Undergrad flying training applications due in Nov.
Eligible active duty officers interested in undergraduate flying training must apply by Nov. 29 to be considered by the UFT selection board, which convenes Jan. 14, Air Force Personnel Center officials said.
The board will review candidates for fiscal year 2014/2015 training requirements in the pilot, remotely piloted aircraft, combat systems officer and air battle manager categories.
Applicants must meet age and commission date criteria — born April 1, 1984 or later and total federal service commissioned date after April 1, 2009 — and must have squadron commander or equivalent endorsement, said Maj. Andrew Larson, AFPC assignments officer.

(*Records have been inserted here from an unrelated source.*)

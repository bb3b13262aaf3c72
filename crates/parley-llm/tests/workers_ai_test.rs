use mockito::Matcher;
use parley_llm::{InferenceClient, InferenceOptions, InferenceRequest, WorkersAiClient};
use serde_json::json;

const MODEL: &str = "@cf/meta/llama-3.3-70b-instruct-fp8-fast";
const RUN_PATH: &str = "/accounts/acc/ai/run/@cf/meta/llama-3.3-70b-instruct-fp8-fast";

fn client_for(server: &mockito::ServerGuard) -> WorkersAiClient {
    WorkersAiClient::builder()
        .account_id("acc")
        .api_token("secret-token")
        .base_url(server.url())
        .build()
        .unwrap()
}

fn request() -> InferenceRequest {
    InferenceRequest::new(MODEL, "Say hi")
        .with_options(InferenceOptions::new().max_tokens(120).temperature(0.25))
}

#[tokio::test]
async fn test_run_returns_response_text() {
    let mut server = mockito::Server::new_async().await;
    let mock = server
        .mock("POST", RUN_PATH)
        .match_header("authorization", "Bearer secret-token")
        .match_body(Matcher::PartialJson(json!({
            "prompt": "Say hi",
            "max_tokens": 120,
        })))
        .with_status(200)
        .with_header("content-type", "application/json")
        .with_body(
            json!({
                "result": {
                    "response": "Hello!",
                    "usage": { "prompt_tokens": 3, "completion_tokens": 2, "total_tokens": 5 }
                },
                "success": true,
                "errors": [],
                "messages": []
            })
            .to_string(),
        )
        .create_async()
        .await;

    let output = client_for(&server).run(request()).await.unwrap();

    assert_eq!(output.response, "Hello!");
    assert_eq!(output.usage.map(|u| u.total_tokens), Some(5));
    mock.assert_async().await;
}

#[tokio::test]
async fn test_http_error_is_surfaced() {
    let mut server = mockito::Server::new_async().await;
    let _mock = server
        .mock("POST", RUN_PATH)
        .with_status(500)
        .with_body("upstream exploded")
        .create_async()
        .await;

    let err = client_for(&server).run(request()).await.unwrap_err();
    let msg = err.to_string();

    assert!(msg.contains("500"), "unexpected error: {msg}");
    assert!(msg.contains("upstream exploded"), "unexpected error: {msg}");
}

#[tokio::test]
async fn test_unsuccessful_envelope_is_an_error() {
    let mut server = mockito::Server::new_async().await;
    let _mock = server
        .mock("POST", RUN_PATH)
        .with_status(200)
        .with_header("content-type", "application/json")
        .with_body(
            json!({
                "result": null,
                "success": false,
                "errors": [{ "code": 5007, "message": "No such model" }],
                "messages": []
            })
            .to_string(),
        )
        .create_async()
        .await;

    let err = client_for(&server).run(request()).await.unwrap_err();
    assert!(err.to_string().contains("No such model"));
}

#[tokio::test]
async fn test_missing_response_field_is_an_error() {
    let mut server = mockito::Server::new_async().await;
    let _mock = server
        .mock("POST", RUN_PATH)
        .with_status(200)
        .with_header("content-type", "application/json")
        .with_body(json!({ "result": {}, "success": true, "errors": [] }).to_string())
        .create_async()
        .await;

    let err = client_for(&server).run(request()).await.unwrap_err();
    assert!(err.to_string().contains("response"));
}

#[test]
fn test_builder_missing_account_id() {
    let result = WorkersAiClient::builder().api_token("token").build();

    let err_msg = result.err().unwrap().to_string();
    assert!(err_msg.contains("Account ID"));
}

#[test]
fn test_builder_missing_api_token() {
    let result = WorkersAiClient::builder().account_id("acc").build();

    let err_msg = result.err().unwrap().to_string();
    assert!(err_msg.contains("API token"));
}
use parley_persist::Turn;

/// How many of the most recent turns are shown to the model
pub const CONTEXT_WINDOW_TURNS: usize = 8;

/// The last `size` turns of `history` (all of it when shorter)
pub fn context_window(history: &[Turn], size: usize) -> &[Turn] {
    let start = history.len().saturating_sub(size);
    &history[start..]
}
mod client;

pub use client::MongoKvStore;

“Commanders who support applicants competing on this board must agree to release their officers for short-notice assignments as early as April 2014,” he said. “In addition, applicants selected for pilot training, to include RPA pilots, must attend medical flight screening prior to entry into Initial Flight Screening or RPA Flight Screening.”
Applicants must complete the Air Force Form 215, Aircrew Training Candidate Data Summary, and email completed, endorsed packages to the personnel center by Nov. 29.
Curriculum policy changes new DODEA school year
Defense Department Education Activity students, parents and employees should expect quite a few changes in the upcoming school year, the DODEA director said in an Aug. 23 interview.
Those changes will be both visible and behind the scenes, but they all are geared toward improving the quality of education at DODEA schools, Marilee Fitzgerald told American Forces Press Service and the Pentagon Channel.
This year, every teacher, leader and school support staff member will have a new blueprint — the community strategic plan — for advancing students to higher levels of learning, Fitzgerald said.
“It’s a five-year journey that reflects our K-12 educational reform efforts,” she said.
New digital curricula and updated building designs are a part of the reforms covered by the plan, Fitzgerald said, noting that the Community Strategic Plan “sets some very rigorous targets for learning in our schools.”
Every Airman matters, each story important
There are more than 690,000 Airmen serving in the U.S. Air Force, and according to Air Force Chief of Staff Gen. Mark Welsh III, each one is critical to the Air Force mission and each one has a story to tell.
As outlined in the Air Force vision, “every Airman, regardless of specialty, must understand and be able to explain how they contribute to producing unparalleled airpower for our nation. Each Airman has a compelling story that needs to be told. Tell your story. Let your fellow Americans know that their Air Force provides Global Vigilance, Global Reach, and Global Power to defend our great nation. Airmen should be proud of who they are, what they do, and how well they accomplish the mission.”
Airmen can explain their role in producing airpower for America by emailing their story to YourAFstory@pentagon.af.mil.
The “Global Vigilance, Global Reach, Global Power for America,” document explains how the Air Force provides airpower for America and further, how Airmen directly power the Air Force’s core missions and airpower capabilities.
ASVAB pretest available online for applicants
Thanks to a new program, applicants who hope to join the Air Force can now take the Armed Services Aptitude Battery pretest from any computer with Internet access.
The prescreening, Internet-delivered computer adaptive test is an unproctored version of the full ASVAB that currently provides recruiters with the ability to effectively determine if an applicant is qualified before sending them to a military entrance processing station or military entrance test site.
Air Force Recruiting Service currently has 260 recruiters authorized to register applicants and is working with U.S. Military Entrance Processing Command to register all Air Force recruiters.
“Currently, about 1,100 recruiters from all the services have code issuing authority,” said Gaylan Johnson, a U.S. MEPCOM public affairs officer.
Recruiters will provide applicants with a unique access code. The applicant must start the test within 72 hours. Once the test is started, he or she will have 24 hours to complete the test. After the test is complete, the recruiter will have the ability to instantly view the applicant’s score.
By taking the PiCAT, an applicant will gain familiarity with the ASVAB and recruiters will be able to determine whether or not applicants will achieve qualifying scores on the official test.